Early surgical debridement with complete removal of necrotic tissue see photos is paramount in order to decrease mortality and other complications in patients with necrotizing soft tissue infections. It is probably the most important determinant of outcome in necrotizing soft tissue infections. This was well described in a study by Bilton, et al in which patients with necrotizing soft tissue infections who had adequate surgical debridement (early and complete) were compared to those with either delayed or incomplete debridements. The mortality in the latter group was 38% compared to 4.2% in the group receiving adequate surgical treatment (9). Another study, by McHenry et al analyzed 65 patients with necrotizing soft tissue infections and determined that time from admission to operation was an independent predictor of mortality. This was 90 hours in non-survivors versus 25 hours in survivors (p=0.0002) (39). Other studies have corroborated these findings too (21343549).

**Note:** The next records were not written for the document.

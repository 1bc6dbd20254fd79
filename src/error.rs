//! Error types for the selfcheck CLI.
//!
//! Uses thiserror for derive macros and provides user-actionable error messages.
//!
//! Step-level failures (nonzero exit, timeout) are *data*, not errors: they are
//! recorded in a `StepResult` and folded into the run report. The variants here
//! cover the "did not run" paths only; a caller always gets either a complete
//! report or exactly one of these errors.

use crate::exit_codes;
use thiserror::Error;

/// Main error type for selfcheck operations.
///
/// Each variant maps to a specific exit code so callers can distinguish
/// "the run failed" from "the run never started".
#[derive(Error, Debug)]
pub enum SelfcheckError {
    /// User provided invalid arguments or an invalid flag combination.
    #[error("{0}")]
    UserError(String),

    /// Step configuration is malformed (missing fields, invalid enum values,
    /// duplicate ids, dangling or circular dependencies). Detected before any
    /// step executes.
    #[error("Configuration error: {0}")]
    ConfigError(String),

    /// The wave planner could not place every step into a wave. Registry
    /// validation should make this unreachable, but the planner re-checks
    /// placement independently.
    #[error("Planning error: {0}")]
    PlanningError(String),
}

impl SelfcheckError {
    /// Returns the appropriate exit code for this error type.
    pub fn exit_code(&self) -> i32 {
        match self {
            SelfcheckError::UserError(_) => exit_codes::USER_ERROR,
            SelfcheckError::ConfigError(_) => exit_codes::CONFIG_ERROR,
            SelfcheckError::PlanningError(_) => exit_codes::PLANNING_ERROR,
        }
    }
}

/// Result type alias for selfcheck operations.
pub type Result<T> = std::result::Result<T, SelfcheckError>;
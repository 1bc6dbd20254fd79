//! The `log` command: show recorded degradation entries.
//!
//! Reads the JSONL degradation log, migrating legacy 1.0 lines on the fly,
//! and prints the newest entries.

use crate::cli::LogArgs;
use crate::config;
use crate::degradation::DegradationLogger;
use crate::error::Result;
use crate::exit_codes;

pub fn cmd_log(args: LogArgs) -> Result<i32> {
    let logger = match &args.file {
        Some(path) => DegradationLogger::new(path),
        None => {
            let config = config::resolve(None)?;
            DegradationLogger::from_env_or(&config.degradation_log)
        }
    };

    let entries = logger.read_entries()?;
    if entries.is_empty() {
        println!("No degradation entries in '{}'.", logger.path().display());
        return Ok(exit_codes::SUCCESS);
    }

    let start = entries.len().saturating_sub(args.limit);
    let shown = &entries[start..];

    if args.json {
        for entry in shown {
            println!(
                "{}",
                serde_json::to_string(entry).unwrap_or_else(|_| "{}".to_string())
            );
        }
        return Ok(exit_codes::SUCCESS);
    }

    println!(
        "Degradation log '{}' ({} of {} entries):",
        logger.path().display(),
        shown.len(),
        entries.len()
    );
    println!();
    for entry in shown {
        println!(
            "  {}  {:7} {:10} {:20} {}",
            entry.timestamp.format("%Y-%m-%d %H:%M:%S"),
            entry.status.to_string(),
            entry.tier.to_string(),
            entry.step_id,
            entry.reason
        );
        let first_line = entry.message.lines().next().unwrap_or("");
        if !first_line.is_empty() {
            println!("      {}", first_line);
        }
    }

    Ok(exit_codes::SUCCESS)
}

#[cfg(test)]
mod tests {
    use super::*;
    use crate::cli::LogArgs;
    use tempfile::TempDir;

    #[test]
    fn test_missing_log_is_success() {
        let temp = TempDir::new().unwrap();
        let args = LogArgs {
            limit: 20,
            file: Some(temp.path().join("absent.log")),
            json: false,
        };
        assert_eq!(cmd_log(args).unwrap(), exit_codes::SUCCESS);
    }

    #[test]
    fn test_reads_legacy_and_current_entries() {
        let temp = TempDir::new().unwrap();
        let path = temp.path().join("deg.log");
        let legacy = r#"{"timestamp":"2024-03-01T12:00:00Z","step_id":"old","step_name":"old","tier":"governance","message":"failed","severity":"warning","remediation":"selftest --step old"}"#;
        let current = r#"{"schema":"1.1","timestamp":"2025-01-01T00:00:00Z","step_id":"new","step_name":"new","tier":"optional","status":"TIMEOUT","reason":"timeout","message":"","severity":"info","remediation":"selfcheck run --step new"}"#;
        std::fs::write(&path, format!("{}\n{}\n", legacy, current)).unwrap();

        let args = LogArgs {
            limit: 20,
            file: Some(path),
            json: true,
        };
        assert_eq!(cmd_log(args).unwrap(), exit_codes::SUCCESS);
    }

    #[test]
    fn test_malformed_log_is_error() {
        let temp = TempDir::new().unwrap();
        let path = temp.path().join("deg.log");
        std::fs::write(&path, "not json\n").unwrap();

        let args = LogArgs {
            limit: 20,
            file: Some(path),
            json: false,
        };
        assert!(cmd_log(args).is_err());
    }
}
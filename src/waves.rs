//! Wave planner for distributed execution.
//!
//! Partitions the registry into ordered waves by topological layering:
//! wave 0 is all KERNEL steps (kernel is definitionally first), and each
//! subsequent wave is the batch of not-yet-placed steps whose dependencies
//! all live in earlier waves. Steps within one wave have no dependencies on
//! each other and may run concurrently.

use crate::error::{Result, SelfcheckError};
use crate::registry::Registry;
use crate::step::Tier;

/// An ordered group of step indices with no intra-group dependencies.
#[derive(Debug, Clone, PartialEq, Eq)]
pub struct Wave {
    /// Zero-based wave number.
    pub index: usize,
    /// Indices into the registry's step list, in declaration order.
    pub steps: Vec<usize>,
}

impl Wave {
    /// Step ids in this wave, in declaration order.
    pub fn step_ids<'a>(&self, registry: &'a Registry) -> Vec<&'a str> {
        self.steps
            .iter()
            .map(|&i| registry.steps()[i].id.as_str())
            .collect()
    }
}

/// Partition the registry into execution waves.
///
/// Registry validation has already rejected cycles, but placement is
/// re-checked independently here: if no progress can be made while steps
/// remain unplaced, or a dependency of a later-wave step does not land in a
/// strictly earlier wave, a `PlanningError` is returned. Kernel steps go
/// into wave 0 regardless of their declared dependencies; the earlier-wave
/// invariant applies to waves after the first, so a kernel step depending on
/// another kernel step still plans (both share wave 0 and run concurrently).
pub fn plan_waves(registry: &Registry) -> Result<Vec<Wave>> {
    let steps = registry.steps();
    let mut placed = vec![false; steps.len()];
    let mut wave_of = vec![usize::MAX; steps.len()];
    let mut waves: Vec<Wave> = Vec::new();

    // Wave 0: exactly the kernel steps. Skipped entirely when the registry
    // declares no kernel tier, so wave numbering stays contiguous.
    let kernel: Vec<usize> = (0..steps.len())
        .filter(|&i| steps[i].tier == Tier::Kernel)
        .collect();
    if !kernel.is_empty() {
        for &i in &kernel {
            placed[i] = true;
            wave_of[i] = 0;
        }
        waves.push(Wave {
            index: 0,
            steps: kernel,
        });
    }

    // Subsequent waves: repeatedly collect every unplaced step whose
    // dependencies are all placed in earlier waves.
    while placed.iter().any(|&p| !p) {
        let ready: Vec<usize> = (0..steps.len())
            .filter(|&i| !placed[i])
            .filter(|&i| registry.dep_indices(i).iter().all(|&d| placed[d]))
            .collect();

        if ready.is_empty() {
            let stuck: Vec<&str> = (0..steps.len())
                .filter(|&i| !placed[i])
                .map(|i| steps[i].id.as_str())
                .collect();
            return Err(SelfcheckError::PlanningError(format!(
                "cannot place steps into waves (circular or unsatisfiable dependencies): {}",
                stuck.join(", ")
            )));
        }

        let index = waves.len();
        for &i in &ready {
            placed[i] = true;
            wave_of[i] = index;
        }
        waves.push(Wave { index, steps: ready });
    }

    // Structural invariant: for steps beyond the first wave, every dependency
    // sits in a strictly earlier wave. Wave 0 is exempt: kernel steps are
    // placed there definitionally, even when they depend on each other.
    for (i, step) in steps.iter().enumerate() {
        if wave_of[i] == 0 {
            continue;
        }
        for &d in registry.dep_indices(i) {
            if wave_of[d] >= wave_of[i] {
                return Err(SelfcheckError::PlanningError(format!(
                    "step '{}' (wave {}) depends on '{}' (wave {}), which is not an earlier wave",
                    step.id, wave_of[i], steps[d].id, wave_of[d]
                )));
            }
        }
    }

    Ok(waves)
}

#[cfg(test)]
mod tests {
    use super::*;
    use crate::step::StepSpec;

    fn registry(specs: Vec<StepSpec>) -> Registry {
        Registry::load(&specs).unwrap()
    }

    fn spec(id: &str, tier: &str, deps: &[&str]) -> StepSpec {
        let mut s = StepSpec::new(id, tier, "true");
        for d in deps {
            s = s.depends_on(d);
        }
        s
    }

    #[test]
    fn test_kernel_steps_form_wave_zero() {
        let r = registry(vec![
            spec("g", "governance", &[]),
            spec("k1", "kernel", &[]),
            spec("k2", "kernel", &[]),
        ]);
        let waves = plan_waves(&r).unwrap();

        assert_eq!(waves.len(), 2);
        assert_eq!(waves[0].step_ids(&r), vec!["k1", "k2"]);
        assert_eq!(waves[1].step_ids(&r), vec!["g"]);
    }

    #[test]
    fn test_every_step_in_exactly_one_wave() {
        let r = registry(vec![
            spec("k", "kernel", &[]),
            spec("a", "governance", &["k"]),
            spec("b", "governance", &["k"]),
            spec("c", "optional", &["a", "b"]),
            spec("d", "optional", &[]),
        ]);
        let waves = plan_waves(&r).unwrap();

        let mut seen = vec![0usize; r.len()];
        for wave in &waves {
            for &i in &wave.steps {
                seen[i] += 1;
            }
        }
        assert!(seen.iter().all(|&n| n == 1));
    }

    #[test]
    fn test_dependencies_in_strictly_earlier_waves() {
        let r = registry(vec![
            spec("k", "kernel", &[]),
            spec("a", "governance", &["k"]),
            spec("b", "optional", &["a"]),
            spec("c", "optional", &["b"]),
        ]);
        let waves = plan_waves(&r).unwrap();

        let mut wave_of = std::collections::HashMap::new();
        for wave in &waves {
            for id in wave.step_ids(&r) {
                wave_of.insert(id.to_string(), wave.index);
            }
        }
        for (i, step) in r.steps().iter().enumerate() {
            for &d in r.dep_indices(i) {
                let dep_id = &r.steps()[d].id;
                assert!(wave_of[dep_id] < wave_of[&step.id]);
            }
        }
    }

    #[test]
    fn test_independent_steps_share_a_wave() {
        let r = registry(vec![
            spec("k", "kernel", &[]),
            spec("a", "governance", &["k"]),
            spec("b", "governance", &["k"]),
        ]);
        let waves = plan_waves(&r).unwrap();
        assert_eq!(waves.len(), 2);
        assert_eq!(waves[1].step_ids(&r), vec!["a", "b"]);
    }

    #[test]
    fn test_no_kernel_tier_starts_at_wave_zero() {
        let r = registry(vec![
            spec("a", "governance", &[]),
            spec("b", "optional", &["a"]),
        ]);
        let waves = plan_waves(&r).unwrap();
        assert_eq!(waves.len(), 2);
        assert_eq!(waves[0].index, 0);
        assert_eq!(waves[0].step_ids(&r), vec!["a"]);
        assert_eq!(waves[1].step_ids(&r), vec!["b"]);
    }

    #[test]
    fn test_kernel_dependency_on_kernel_shares_wave_zero() {
        // Kernel steps are placed into wave 0 regardless of declared
        // dependencies; every valid registry must be plannable.
        let r = registry(vec![
            spec("first", "kernel", &[]),
            spec("second", "kernel", &["first"]),
        ]);
        let waves = plan_waves(&r).unwrap();
        assert_eq!(waves.len(), 1);
        assert_eq!(waves[0].step_ids(&r), vec!["first", "second"]);
    }

    #[test]
    fn test_kernel_dependency_does_not_break_later_waves() {
        let r = registry(vec![
            spec("first", "kernel", &[]),
            spec("second", "kernel", &["first"]),
            spec("g", "governance", &["second"]),
        ]);
        let waves = plan_waves(&r).unwrap();
        assert_eq!(waves.len(), 2);
        assert_eq!(waves[0].step_ids(&r), vec!["first", "second"]);
        assert_eq!(waves[1].step_ids(&r), vec!["g"]);
    }

    #[test]
    fn test_plan_is_idempotent() {
        let r = registry(vec![
            spec("k", "kernel", &[]),
            spec("a", "governance", &["k"]),
            spec("b", "optional", &["a"]),
        ]);
        let first = plan_waves(&r).unwrap();
        let second = plan_waves(&r).unwrap();
        assert_eq!(first, second);
    }

    #[test]
    fn test_empty_registry_plans_to_no_waves() {
        let r = registry(vec![]);
        let waves = plan_waves(&r).unwrap();
        assert!(waves.is_empty());
    }
}
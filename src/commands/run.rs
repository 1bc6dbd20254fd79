//! The `run` command: execute the selftest steps and report.

use crate::cli::RunArgs;
use crate::config;
use crate::coordinator::{Coordinator, RunMode};
use crate::degradation::DegradationLogger;
use crate::error::{Result, SelfcheckError};
use crate::exit_codes;
use crate::registry::Registry;
use crate::report::RunStatus;

pub fn cmd_run(args: RunArgs) -> Result<i32> {
    let mode = RunMode::from_str(&args.mode).ok_or_else(|| {
        SelfcheckError::UserError(format!(
            "invalid mode '{}' (expected strict, degraded, or kernel-only)",
            args.mode
        ))
    })?;

    if args.distributed && args.step.is_some() {
        return Err(SelfcheckError::UserError(
            "--distributed cannot be combined with --step".to_string(),
        ));
    }

    let config = config::resolve(args.config.as_deref())?;
    let registry = Registry::load(&config.steps)?;
    if registry.is_empty() {
        return Err(SelfcheckError::ConfigError(
            "step file declares no steps".to_string(),
        ));
    }

    let logger = DegradationLogger::from_env_or(&config.degradation_log);
    let coordinator = Coordinator::new(registry, mode).with_logger(logger);

    let report = if args.distributed {
        let workers = args.workers.unwrap_or(config.workers);
        coordinator.run_distributed(workers)?
    } else if let Some(id) = &args.step {
        coordinator.run_single(id)?
    } else {
        coordinator.run_sequential()
    };

    if args.json {
        println!("{}", report.to_json());
    } else {
        print!("{}", report.render_table());
    }

    Ok(if report.status == RunStatus::Pass {
        exit_codes::SUCCESS
    } else {
        exit_codes::RUN_FAILURE
    })
}

#[cfg(test)]
mod tests {
    use super::*;
    use crate::cli::RunArgs;
    use serial_test::serial;
    use std::path::PathBuf;
    use tempfile::TempDir;

    fn args() -> RunArgs {
        RunArgs {
            mode: "strict".to_string(),
            distributed: false,
            workers: None,
            step: None,
            json: false,
            config: None,
        }
    }

    fn write_steps(dir: &TempDir, yaml: &str) -> PathBuf {
        let path = dir.path().join("steps.yaml");
        std::fs::write(&path, yaml).unwrap();
        path
    }

    #[test]
    fn test_invalid_mode_is_user_error() {
        let mut a = args();
        a.mode = "lenient".to_string();
        let err = cmd_run(a).unwrap_err();
        assert_eq!(err.exit_code(), exit_codes::USER_ERROR);
        assert!(err.to_string().contains("invalid mode"));
    }

    #[test]
    fn test_distributed_step_combination_rejected() {
        let mut a = args();
        a.distributed = true;
        a.step = Some("x".to_string());
        let err = cmd_run(a).unwrap_err();
        assert_eq!(err.exit_code(), exit_codes::USER_ERROR);
    }

    #[test]
    fn test_missing_explicit_config_is_config_error() {
        let mut a = args();
        a.config = Some(PathBuf::from("/nonexistent/steps.yaml"));
        let err = cmd_run(a).unwrap_err();
        assert_eq!(err.exit_code(), exit_codes::CONFIG_ERROR);
    }

    #[test]
    fn test_empty_step_file_rejected() {
        let temp = TempDir::new().unwrap();
        let mut a = args();
        a.config = Some(write_steps(&temp, "steps: []\n"));
        let err = cmd_run(a).unwrap_err();
        assert_eq!(err.exit_code(), exit_codes::CONFIG_ERROR);
    }

    #[test]
    #[serial]
    fn test_passing_run_exits_success() {
        let temp = TempDir::new().unwrap();
        let log = temp.path().join("deg.log");
        unsafe { std::env::set_var(crate::degradation::LOG_PATH_ENV, &log) };

        let mut a = args();
        a.json = true;
        a.config = Some(write_steps(
            &temp,
            "steps:\n  - id: ok\n    tier: kernel\n    command: \"true\"\n",
        ));
        let code = cmd_run(a).unwrap();
        unsafe { std::env::remove_var(crate::degradation::LOG_PATH_ENV) };

        assert_eq!(code, exit_codes::SUCCESS);
    }

    #[test]
    #[serial]
    fn test_failing_run_exits_run_failure() {
        let temp = TempDir::new().unwrap();
        let log = temp.path().join("deg.log");
        unsafe { std::env::set_var(crate::degradation::LOG_PATH_ENV, &log) };

        let mut a = args();
        a.json = true;
        a.config = Some(write_steps(
            &temp,
            "steps:\n  - id: bad\n    tier: kernel\n    command: \"false\"\n",
        ));
        let code = cmd_run(a).unwrap();
        unsafe { std::env::remove_var(crate::degradation::LOG_PATH_ENV) };

        assert_eq!(code, exit_codes::RUN_FAILURE);
    }

    #[test]
    #[serial]
    fn test_degraded_run_writes_degradation_log() {
        let temp = TempDir::new().unwrap();
        let log = temp.path().join("deg.log");
        unsafe { std::env::set_var(crate::degradation::LOG_PATH_ENV, &log) };

        let mut a = args();
        a.mode = "degraded".to_string();
        a.json = true;
        a.config = Some(write_steps(
            &temp,
            "steps:\n  - id: k\n    tier: kernel\n    command: \"true\"\n  - id: g\n    tier: governance\n    command: \"false\"\n",
        ));
        let code = cmd_run(a).unwrap();
        unsafe { std::env::remove_var(crate::degradation::LOG_PATH_ENV) };

        assert_eq!(code, exit_codes::SUCCESS);
        let content = std::fs::read_to_string(&log).unwrap();
        assert_eq!(content.lines().count(), 1);
        assert!(content.contains("\"g\""));
    }
}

Once the decision to take the patient for an operation has been made, the initial incision is done in the compromised area and the wound is explored for macroscopic findings of necrotizing soft tissue infections including the blunt dissection and the “finger test”. The extent of the infection is generally greater than the preoperative external evidence  see photos. Removal of all non-viable tissue should be accomplished including skin if it is compromised and one should extend the incision until healthy viable tissue is seen. Removal of previously viable skin should usually not be done at the initial operation. Its perfusion and viability can easily be assessed at re-exploration, and removal at that time is easy if indicated. Clues to help determine the extent of the infection are listed in Table 3. Amputation of a limb is rarely required at the time of initial debridement. However if it compromises the muscle component and complete source control requires amputation, one should proceed with this plan, usually after agreement with another surgeon (37). In their analysis of 166 patients with necrotizing soft tissue infections, Anaya et al found independent predictors of limb loss to be: clostridial infection, shock at admission and pre-existing heart disease. This study had a significant number of patients with intravenous drug use who were also found to have a higher risk of limb loss (probably related to clostridial infections and myonecrosis). This information as well as tools that aid in determining the risk of mortality can be used to weigh the potential benefits of early amputation in patients with a high mortality risk.

Scheduled re-explorations should be done at least every 6-48 hours after the initial operation or sooner if clinical local or systemic signs of worsening infection become evident, as well as with worsening laboratory parameters (particularly WBC count). Re-explorations should be repeated until the time when very little or no debridement is required.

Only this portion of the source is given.